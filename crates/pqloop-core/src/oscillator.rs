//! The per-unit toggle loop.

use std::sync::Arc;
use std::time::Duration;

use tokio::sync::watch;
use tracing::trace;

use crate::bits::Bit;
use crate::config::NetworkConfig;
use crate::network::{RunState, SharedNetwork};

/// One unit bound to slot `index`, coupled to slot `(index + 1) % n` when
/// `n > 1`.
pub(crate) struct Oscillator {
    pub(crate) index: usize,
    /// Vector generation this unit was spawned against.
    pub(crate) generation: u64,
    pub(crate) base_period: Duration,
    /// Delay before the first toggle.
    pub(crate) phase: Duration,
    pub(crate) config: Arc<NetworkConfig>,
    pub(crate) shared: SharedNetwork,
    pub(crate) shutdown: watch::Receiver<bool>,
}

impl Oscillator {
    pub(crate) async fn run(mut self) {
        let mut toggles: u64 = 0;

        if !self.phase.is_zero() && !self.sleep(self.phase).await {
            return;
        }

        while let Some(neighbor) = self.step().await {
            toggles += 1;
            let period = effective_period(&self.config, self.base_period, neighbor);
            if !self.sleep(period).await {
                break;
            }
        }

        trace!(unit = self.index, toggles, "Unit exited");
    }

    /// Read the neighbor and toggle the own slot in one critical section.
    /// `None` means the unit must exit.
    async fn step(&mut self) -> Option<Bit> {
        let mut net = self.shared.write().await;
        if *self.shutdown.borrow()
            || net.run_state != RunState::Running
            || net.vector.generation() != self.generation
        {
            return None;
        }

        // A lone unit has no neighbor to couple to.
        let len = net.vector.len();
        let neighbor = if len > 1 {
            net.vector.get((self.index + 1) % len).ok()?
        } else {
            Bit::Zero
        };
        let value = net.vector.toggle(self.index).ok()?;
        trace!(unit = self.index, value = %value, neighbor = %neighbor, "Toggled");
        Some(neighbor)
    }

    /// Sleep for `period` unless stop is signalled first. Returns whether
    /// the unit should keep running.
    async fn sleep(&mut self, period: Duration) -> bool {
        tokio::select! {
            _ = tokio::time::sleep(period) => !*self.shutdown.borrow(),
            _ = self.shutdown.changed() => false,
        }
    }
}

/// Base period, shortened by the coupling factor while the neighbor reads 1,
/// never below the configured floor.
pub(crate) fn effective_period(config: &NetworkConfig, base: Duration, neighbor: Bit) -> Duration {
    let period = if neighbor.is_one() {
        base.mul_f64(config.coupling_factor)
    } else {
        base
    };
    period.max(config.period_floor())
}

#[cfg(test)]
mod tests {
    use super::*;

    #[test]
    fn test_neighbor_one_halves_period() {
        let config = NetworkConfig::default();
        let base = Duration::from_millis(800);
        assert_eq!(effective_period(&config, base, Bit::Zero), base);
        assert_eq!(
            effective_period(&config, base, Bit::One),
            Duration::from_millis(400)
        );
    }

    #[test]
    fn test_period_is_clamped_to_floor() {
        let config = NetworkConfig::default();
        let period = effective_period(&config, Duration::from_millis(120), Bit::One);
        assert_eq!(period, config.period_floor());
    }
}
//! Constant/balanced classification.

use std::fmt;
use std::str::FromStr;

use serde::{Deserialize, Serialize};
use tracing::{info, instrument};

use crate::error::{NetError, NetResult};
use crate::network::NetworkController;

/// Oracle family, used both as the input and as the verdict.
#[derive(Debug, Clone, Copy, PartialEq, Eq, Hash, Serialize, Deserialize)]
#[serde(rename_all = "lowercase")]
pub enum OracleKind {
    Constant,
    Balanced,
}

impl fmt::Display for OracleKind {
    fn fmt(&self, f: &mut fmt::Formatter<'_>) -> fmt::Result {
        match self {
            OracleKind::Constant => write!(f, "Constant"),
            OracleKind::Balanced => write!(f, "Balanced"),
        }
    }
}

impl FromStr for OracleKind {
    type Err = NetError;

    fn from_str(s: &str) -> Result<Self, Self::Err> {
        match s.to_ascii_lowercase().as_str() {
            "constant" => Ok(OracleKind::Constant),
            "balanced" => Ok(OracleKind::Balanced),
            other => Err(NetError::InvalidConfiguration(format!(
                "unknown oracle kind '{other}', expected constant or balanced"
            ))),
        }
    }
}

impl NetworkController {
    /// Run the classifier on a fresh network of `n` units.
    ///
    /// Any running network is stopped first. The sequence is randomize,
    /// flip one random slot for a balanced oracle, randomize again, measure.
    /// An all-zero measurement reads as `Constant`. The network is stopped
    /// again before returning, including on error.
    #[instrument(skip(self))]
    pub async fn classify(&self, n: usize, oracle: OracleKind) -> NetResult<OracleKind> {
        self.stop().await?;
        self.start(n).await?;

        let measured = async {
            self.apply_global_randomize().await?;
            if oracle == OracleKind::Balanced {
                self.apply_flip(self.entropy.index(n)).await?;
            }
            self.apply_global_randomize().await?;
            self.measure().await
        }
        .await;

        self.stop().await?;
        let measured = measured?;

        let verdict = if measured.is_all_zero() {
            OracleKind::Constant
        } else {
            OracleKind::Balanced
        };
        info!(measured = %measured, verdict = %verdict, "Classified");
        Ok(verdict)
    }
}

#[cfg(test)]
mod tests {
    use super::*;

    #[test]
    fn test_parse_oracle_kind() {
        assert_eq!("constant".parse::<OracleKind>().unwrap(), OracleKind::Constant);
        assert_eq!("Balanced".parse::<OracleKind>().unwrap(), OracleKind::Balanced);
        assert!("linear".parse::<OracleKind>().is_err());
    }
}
=-=-=
§ **What you have to do**: Filter the records above down to the lines that hold the string "other".

§ **Result of this exercise**:
            other => Err(NetError::InvalidConfiguration(format!(
                "unknown oracle kind '{other}', expected constant or balanced"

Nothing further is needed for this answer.